The colon is elastic and thus may become elongated and tortuous when overinflated.
Another risk of overinflation is perforation of a diverticulum, serosal
lacerations or even pneumatic perforation of the cecum. Feel
free to use a moderate amount of air on withdrawal. However, it is a good
idea to remove as much air as possible just before withdrawing the
scope from the rectal vault.
The bowel wall may be pleated onto the scope by dithering.
This, in effect, shortens both the sigmoid colon and decreases the major
sigmoid angle. When difficulty in insertion is encountered, the patient
may also be asked to rotate more onto his abdomen or back, with or without
an assistant's hand on the abdomen for counter pressure. The slide-by
technique allows the passage of the scope without direct luminal visualization.
The wall should be observed easily sliding past the tip of the instrument
and never becoming obscured with a "red out". However, this technique should
be reserved until the endoscopist has a wider range of experience.

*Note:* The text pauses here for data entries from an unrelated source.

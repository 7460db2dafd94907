//! Hardware cluster topology model.
//!
//! A [`ClusterConfig`] describes the controller chassis and front-end modules
//! (FEMs) a simulator instance should emulate. The platform currently accepts
//! a single controller with up to eight numbered slots, each holding one of
//! two module types. All validation happens at build time; serialization of a
//! validly built config never fails.

use std::collections::BTreeMap;
use std::fmt;

use serde::{Deserialize, Serialize};
use serde_json::{Map, Value, json};

use crate::error::{QopError, QopResult};

/// Lowest valid FEM slot number.
pub const FEM_MIN_SLOT: u8 = 1;

/// Highest valid FEM slot number.
pub const FEM_MAX_SLOT: u8 = 8;

/// Front-end module (FEM) types available in a controller slot.
#[derive(Debug, Clone, Copy, PartialEq, Eq, Serialize, Deserialize)]
pub enum FemType {
    /// Low-frequency front-end module.
    #[serde(rename = "LF_FEM")]
    LfFem,
    /// Microwave front-end module.
    #[serde(rename = "MW_FEM")]
    MwFem,
}

impl FemType {
    /// Wire identifier for this module type.
    pub const fn as_str(self) -> &'static str {
        match self {
            FemType::LfFem => "LF_FEM",
            FemType::MwFem => "MW_FEM",
        }
    }
}

impl fmt::Display for FemType {
    fn fmt(&self, f: &mut fmt::Formatter<'_>) -> fmt::Result {
        f.write_str(self.as_str())
    }
}

/// Configuration of one controller chassis and its FEMs.
///
/// Slot assignments are validated immediately: slot numbers must lie in
/// `[1, 8]` and a slot may be assigned at most once.
#[derive(Debug, Clone, Default, PartialEq, Eq, Serialize)]
pub struct ControllerConfig {
    slots: BTreeMap<u8, FemType>,
}

impl ControllerConfig {
    /// Assign LF FEMs to the given slots.
    pub fn lf_fems<I>(&mut self, slots: I) -> QopResult<&mut Self>
    where
        I: IntoIterator<Item = u8>,
    {
        for slot in slots {
            self.add_slot(slot, FemType::LfFem)?;
        }
        Ok(self)
    }

    /// Assign MW FEMs to the given slots.
    pub fn mw_fems<I>(&mut self, slots: I) -> QopResult<&mut Self>
    where
        I: IntoIterator<Item = u8>,
    {
        for slot in slots {
            self.add_slot(slot, FemType::MwFem)?;
        }
        Ok(self)
    }

    fn add_slot(&mut self, slot: u8, fem_type: FemType) -> QopResult<()> {
        if !(FEM_MIN_SLOT..=FEM_MAX_SLOT).contains(&slot) {
            return Err(QopError::Configuration(format!(
                "Invalid slot number {slot}, must be in [{FEM_MIN_SLOT}, {FEM_MAX_SLOT}]"
            )));
        }
        if let Some(existing) = self.slots.get(&slot) {
            return Err(QopError::Configuration(format!(
                "Slot number {slot} is already configured as {existing}"
            )));
        }
        self.slots.insert(slot, fem_type);
        Ok(())
    }

    /// The slot-to-FEM assignments of this controller.
    pub fn slots(&self) -> &BTreeMap<u8, FemType> {
        &self.slots
    }
}

/// Configuration of the cluster and its controllers.
///
/// The platform currently supports exactly one controller, named `con1`.
/// Controller names follow the `con<digits>` pattern; both the naming rule
/// and the one-controller limit live here so a future multi-controller
/// platform revisits them together.
#[derive(Debug, Clone, Default, PartialEq, Eq, Serialize)]
pub struct ClusterConfig {
    controllers: BTreeMap<String, ControllerConfig>,
}

impl ClusterConfig {
    /// Create an empty cluster configuration.
    pub fn new() -> Self {
        Self::default()
    }

    /// Add a controller to the cluster and return it for slot assignment.
    ///
    /// The controller name is synthesized as `con<n>`. Fails if a controller
    /// already exists (platform limit) or the synthesized name does not match
    /// the `con<digits>` pattern.
    pub fn controller(&mut self) -> QopResult<&mut ControllerConfig> {
        if !self.controllers.is_empty() {
            return Err(QopError::Configuration(
                "Only one controller is supported".into(),
            ));
        }
        let name = format!("con{}", self.controllers.len() + 1);
        if !is_valid_controller_name(&name) {
            return Err(QopError::Configuration(format!(
                "Invalid controller name {name}; expecting 'con' followed by digits"
            )));
        }
        Ok(self.controllers.entry(name).or_default())
    }

    /// The controllers of this cluster, keyed by name.
    pub fn controllers(&self) -> &BTreeMap<String, ControllerConfig> {
        &self.controllers
    }

    /// Serialize to the nested wire mapping
    /// `{"controllers": {name: {"slots": {slot: type}}}}`.
    ///
    /// Pure and deterministic; never fails once the config was built validly.
    pub fn to_wire(&self) -> Value {
        let controllers: Map<String, Value> = self
            .controllers
            .iter()
            .map(|(name, con)| {
                let slots: Map<String, Value> = con
                    .slots
                    .iter()
                    .map(|(slot, fem)| (slot.to_string(), Value::String(fem.as_str().into())))
                    .collect();
                (name.clone(), json!({ "slots": slots }))
            })
            .collect();
        json!({ "controllers": controllers })
    }
}

/// Controller names must be `con` followed by at least one digit.
fn is_valid_controller_name(name: &str) -> bool {
    match name.strip_prefix("con") {
        Some(digits) => !digits.is_empty() && digits.bytes().all(|b| b.is_ascii_digit()),
        None => false,
    }
}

The
maximum extent of insertion is determined when the maximum insertion depth
of the scope itself is reached, when patient discomfort precludes further
examination, or when an inadequate prep is encountered. Insertion itself
should be accomplished as rapidly as possible with more time being reserved
for examination of the bowel wall while the instrument is pulled out. A
continuing 360 degree motion of the tip should be accomplished by either
using the left-right and up-down controls or by using the up-down control
and a left-right torque in a rhythmic pattern. This will be demonstrated
during the practical part of the session. Care should be taken to examine
the rectal vault carefully and behind all folds or curves. This part of
the examination is nearly painless and is well tolerated. The location
of lesions by notation of number of centimeters of the instrument inserted
is most reliable during withdrawal after sigmoid loops formed during insertion
have been reduced.
Remember the cardinal rules for flexible sigmoidoscopy:
1. Keep tip deflection to a minimum.
2. "When in doubt, pull out."
(Withdraw a few centimeters and reorient.)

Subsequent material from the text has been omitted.